Source data
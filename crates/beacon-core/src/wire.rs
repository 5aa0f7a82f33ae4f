//! Beacon wire format — the announcement payload carried in discovery records.
//!
//! An announcement binds three byte fields: a DER ECDSA signature, a DER
//! SubjectPublicKeyInfo public key, and the textual certificate pin.
//!
//! Two framings exist:
//!
//!   Legacy          sig ‖ pubkey ‖ pin ‖ [hi(S), lo(S), hi(S+K), lo(S+K)]
//!   LengthPrefixed  u16be(S) ‖ sig ‖ u16be(K) ‖ pubkey ‖ u16be(P) ‖ pin
//!
//! Legacy is what deployed mobile apps parse. Its tail stores each end offset
//! as two whole bytes, `x / 16` then `x % 16`, so an offset above 4095 cannot be
//! represented. Encoding refuses such payloads instead of wrapping.

use serde::{Deserialize, Serialize};
use thiserror::Error;

// ── Constants ─────────────────────────────────────────────────────────────────

/// Discovery instance names must stay under the 63-byte DNS label limit.
pub const MAX_INSTANCE_NAME_LEN: usize = 62;

/// Largest end offset the legacy tail markers can express (255 * 16 + 15).
pub const LEGACY_MAX_OFFSET: usize = 4095;

/// Number of marker bytes at the end of a legacy payload.
pub const LEGACY_TAIL_LEN: usize = 4;

/// Largest field the length-prefixed framing can carry.
pub const PREFIXED_MAX_FIELD: usize = u16::MAX as usize;

// ── Errors ────────────────────────────────────────────────────────────────────

#[derive(Debug, Error, PartialEq, Eq)]
pub enum WireError {
    #[error("{field} end offset {len} exceeds framing capacity {max}")]
    EncodingOverflow {
        field: &'static str,
        len: usize,
        max: usize,
    },
    #[error("payload truncated: needed {needed} bytes, have {available}")]
    Truncated { needed: usize, available: usize },
    #[error("length markers out of range: signature end {sig_end}, key end {key_end}, body {body_len}")]
    InvalidMarkers {
        sig_end: usize,
        key_end: usize,
        body_len: usize,
    },
}

// ── Instance names ────────────────────────────────────────────────────────────

/// Make a string usable as a discovery instance name.
///
/// Every '.' becomes ',' and the result is cut to at most
/// [`MAX_INSTANCE_NAME_LEN`] bytes on a character boundary.
pub fn sanitize_instance_name(name: &str) -> String {
    let mut out = name.replace('.', ",");
    if out.len() > MAX_INSTANCE_NAME_LEN {
        let mut cut = MAX_INSTANCE_NAME_LEN;
        while !out.is_char_boundary(cut) {
            cut -= 1;
        }
        out.truncate(cut);
    }
    out
}

// ── Framing ───────────────────────────────────────────────────────────────────

#[derive(Debug, Clone, Copy, Default, PartialEq, Eq, Serialize, Deserialize)]
#[serde(rename_all = "snake_case")]
pub enum Framing {
    /// Tail-marker framing understood by existing peers.
    #[default]
    Legacy,
    /// Explicit 2-byte big-endian length before each field.
    LengthPrefixed,
}

impl std::fmt::Display for Framing {
    fn fmt(&self, f: &mut std::fmt::Formatter<'_>) -> std::fmt::Result {
        match self {
            Framing::Legacy => f.write_str("legacy"),
            Framing::LengthPrefixed => f.write_str("length_prefixed"),
        }
    }
}

impl std::str::FromStr for Framing {
    type Err = String;

    fn from_str(s: &str) -> Result<Self, Self::Err> {
        match s {
            "legacy" => Ok(Framing::Legacy),
            "length_prefixed" => Ok(Framing::LengthPrefixed),
            other => Err(format!("unknown framing '{other}'")),
        }
    }
}

/// Split an offset into the legacy (x / 16, x % 16) byte pair.
pub fn split_marker(offset: usize) -> [u8; 2] {
    debug_assert!(offset <= LEGACY_MAX_OFFSET);
    [(offset / 16) as u8, (offset % 16) as u8]
}

/// Inverse of [`split_marker`].
pub fn join_marker(hi: u8, lo: u8) -> usize {
    hi as usize * 16 + lo as usize
}

// ── Announcement ──────────────────────────────────────────────────────────────

/// The three fields of an announcement, before framing.
#[derive(Debug, Clone, PartialEq, Eq)]
pub struct Announcement {
    /// DER-encoded ECDSA P-256 signature over `instance_name ‖ pin`.
    pub signature: Vec<u8>,
    /// DER-encoded SubjectPublicKeyInfo of the signing key.
    pub public_key: Vec<u8>,
    /// Pin text as UTF-8 bytes, e.g. `pin -=<fingerprint>=-`.
    pub pin: Vec<u8>,
}

impl Announcement {
    pub fn encode(&self, framing: Framing) -> Result<Vec<u8>, WireError> {
        match framing {
            Framing::Legacy => self.encode_legacy(),
            Framing::LengthPrefixed => self.encode_prefixed(),
        }
    }

    pub fn decode(bytes: &[u8], framing: Framing) -> Result<Self, WireError> {
        match framing {
            Framing::Legacy => Self::decode_legacy(bytes),
            Framing::LengthPrefixed => Self::decode_prefixed(bytes),
        }
    }

    fn encode_legacy(&self) -> Result<Vec<u8>, WireError> {
        let sig_end = self.signature.len();
        let key_end = sig_end + self.public_key.len();

        if sig_end > LEGACY_MAX_OFFSET {
            return Err(WireError::EncodingOverflow {
                field: "signature",
                len: sig_end,
                max: LEGACY_MAX_OFFSET,
            });
        }
        if key_end > LEGACY_MAX_OFFSET {
            return Err(WireError::EncodingOverflow {
                field: "public key",
                len: key_end,
                max: LEGACY_MAX_OFFSET,
            });
        }

        let mut out = Vec::with_capacity(key_end + self.pin.len() + LEGACY_TAIL_LEN);
        out.extend_from_slice(&self.signature);
        out.extend_from_slice(&self.public_key);
        out.extend_from_slice(&self.pin);

        out.extend_from_slice(&split_marker(sig_end));
        out.extend_from_slice(&split_marker(key_end));
        Ok(out)
    }

    fn decode_legacy(bytes: &[u8]) -> Result<Self, WireError> {
        if bytes.len() < LEGACY_TAIL_LEN {
            return Err(WireError::Truncated {
                needed: LEGACY_TAIL_LEN,
                available: bytes.len(),
            });
        }

        let body_len = bytes.len() - LEGACY_TAIL_LEN;
        let tail = &bytes[body_len..];
        let sig_end = join_marker(tail[0], tail[1]);
        let key_end = join_marker(tail[2], tail[3]);

        let lo_in_range = tail[1] < 16 && tail[3] < 16;
        if !lo_in_range || sig_end > key_end || key_end > body_len {
            return Err(WireError::InvalidMarkers {
                sig_end,
                key_end,
                body_len,
            });
        }

        Ok(Self {
            signature: bytes[..sig_end].to_vec(),
            public_key: bytes[sig_end..key_end].to_vec(),
            pin: bytes[key_end..body_len].to_vec(),
        })
    }

    fn encode_prefixed(&self) -> Result<Vec<u8>, WireError> {
        let fields: [(&'static str, &[u8]); 3] = [
            ("signature", &self.signature),
            ("public key", &self.public_key),
            ("pin", &self.pin),
        ];

        let total: usize = fields.iter().map(|(_, f)| 2 + f.len()).sum();
        let mut out = Vec::with_capacity(total);
        for (field, bytes) in fields {
            if bytes.len() > PREFIXED_MAX_FIELD {
                return Err(WireError::EncodingOverflow {
                    field,
                    len: bytes.len(),
                    max: PREFIXED_MAX_FIELD,
                });
            }
            out.extend_from_slice(&(bytes.len() as u16).to_be_bytes());
            out.extend_from_slice(bytes);
        }
        Ok(out)
    }

    fn decode_prefixed(bytes: &[u8]) -> Result<Self, WireError> {
        let mut rest = bytes;
        let signature = take_prefixed(&mut rest)?.to_vec();
        let public_key = take_prefixed(&mut rest)?.to_vec();
        let pin = take_prefixed(&mut rest)?.to_vec();
        Ok(Self {
            signature,
            public_key,
            pin,
        })
    }
}

/// Read one `u16be(len) ‖ field` record and advance `rest` past it.
fn take_prefixed<'a>(rest: &mut &'a [u8]) -> Result<&'a [u8], WireError> {
    let buf: &'a [u8] = *rest;
    if buf.len() < 2 {
        return Err(WireError::Truncated {
            needed: 2,
            available: buf.len(),
        });
    }
    let len = u16::from_be_bytes([buf[0], buf[1]]) as usize;
    if buf.len() < 2 + len {
        return Err(WireError::Truncated {
            needed: 2 + len,
            available: buf.len(),
        });
    }
    let (field, tail) = buf[2..].split_at(len);
    *rest = tail;
    Ok(field)
}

- [Prompt]:
Taking the lines above, repeat exactly those from the line that contains "usize, available: usize" through the line that contains "pub enum Framing", and both of those lines as well. Include nothing else.

- [Solution to the exercise]:
    Truncated { needed: usize, available: usize },
    #[error("length markers out of range: signature end {sig_end}, key end {key_end}, body {body_len}")]
    InvalidMarkers {
        sig_end: usize,
        key_end: usize,
        body_len: usize,
    },
}

// ── Instance names ────────────────────────────────────────────────────────────

/// Make a string usable as a discovery instance name.
///
/// Every '.' becomes ',' and the result is cut to at most
/// [`MAX_INSTANCE_NAME_LEN`] bytes on a character boundary.
pub fn sanitize_instance_name(name: &str) -> String {
    let mut out = name.replace('.', ",");
    if out.len() > MAX_INSTANCE_NAME_LEN {
        let mut cut = MAX_INSTANCE_NAME_LEN;
        while !out.is_char_boundary(cut) {
            cut -= 1;
        }
        out.truncate(cut);
    }
    out
}

// ── Framing ───────────────────────────────────────────────────────────────────

#[derive(Debug, Clone, Copy, Default, PartialEq, Eq, Serialize, Deserialize)]
#[serde(rename_all = "snake_case")]
pub enum Framing {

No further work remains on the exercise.